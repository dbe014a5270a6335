//! Shepherd CLI
//!
//! Usage: shepherd [init] [PROJECT_FILE]

mod commands;

use clap::Parser;

use shepherd::presentation::{Cli, Commands};
use shepherd::ShepherdError;

fn main() {
    let cli = Cli::parse();

    let result = match cli.command_or_default() {
        Commands::Init {
            project_file,
            dry_run,
        } => commands::init::cmd_init(project_file, dry_run, cli.json, cli.verbose, cli.color),
    };

    if let Err(e) = result {
        if cli.json {
            println!(
                "{}",
                serde_json::json!({
                    "event": "error",
                    "command": "init",
                    "kind": error_kind(&e),
                    "message": format!("{e:#}"),
                })
            );
        }
        eprintln!("Error: {e:#}");
        std::process::exit(1);
    }
}

fn error_kind(err: &anyhow::Error) -> &'static str {
    match err.downcast_ref::<ShepherdError>() {
        Some(ShepherdError::DescriptorParse { .. }) => "descriptor_parse",
        Some(ShepherdError::DescriptorShape { .. }) => "descriptor_shape",
        Some(ShepherdError::Filesystem { .. }) => "filesystem",
        Some(ShepherdError::Catalog(_)) => "catalog",
        None => "other",
    }
}
//! CLI Argument Parsing
//!
//! Global flags (--json, --color, --verbose) are inherited by subcommands.
//! Running without a subcommand behaves like `shepherd init`.

use std::path::PathBuf;

use clap::{Parser, Subcommand};

#[derive(clap::ValueEnum, Debug, Clone, Copy, PartialEq, Eq)]
pub enum ColorWhen {
    Auto,
    Always,
    Never,
}

impl ColorWhen {
    pub fn parse(s: &str) -> Option<Self> {
        match s.trim().to_lowercase().as_str() {
            "auto" => Some(Self::Auto),
            "always" => Some(Self::Always),
            "never" => Some(Self::Never),
            _ => None,
        }
    }
}

/// Shepherd - scaffold .deepagents/ for the ShepherdAI PM agent
#[derive(Parser, Debug)]
#[command(name = "shepherd")]
#[command(author, version, about, long_about = None)]
pub struct Cli {
    /// Emit NDJSON events instead of the text summary
    #[arg(long, global = true)]
    pub json: bool,

    /// Color output mode
    #[arg(long, global = true, value_enum)]
    pub color: Option<ColorWhen>,

    /// Verbosity level (-v, -vv)
    #[arg(short, long, action = clap::ArgAction::Count, global = true)]
    pub verbose: u8,

    #[command(subcommand)]
    pub command: Option<Commands>,
}

#[derive(Subcommand, Debug, PartialEq, Eq)]
pub enum Commands {
    /// Scaffold .deepagents/ from a project descriptor (never overwrites)
    Init {
        /// Path to project.yaml (default: project.yaml)
        project_file: Option<PathBuf>,

        /// Show what would be created without writing anything
        #[arg(long)]
        dry_run: bool,
    },
}

impl Cli {
    /// The subcommand, with a bare invocation mapped to `init`
    pub fn command_or_default(&self) -> Commands {
        match &self.command {
            Some(Commands::Init {
                project_file,
                dry_run,
            }) => Commands::Init {
                project_file: project_file.clone(),
                dry_run: *dry_run,
            },
            None => Commands::Init {
                project_file: None,
                dry_run: false,
            },
        }
    }
}
#![no_main]

use libfuzzer_sys::fuzz_target;
use std::path::Path;

fuzz_target!(|data: &[u8]| {
    if let Ok(content) = std::str::from_utf8(data) {
        // Bad descriptors must be rejected with an error, never a panic
        if let Ok(descriptor) =
            shepherd::infrastructure::config::parse_descriptor(content, Path::new("fuzz.yaml"))
        {
            assert!(!descriptor.name().trim().is_empty());
        }
    }
});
########################################
__About this task__. Please state the number of lines in the data above that hold the word "name", without any other text.

__Answer for this exercise__. 2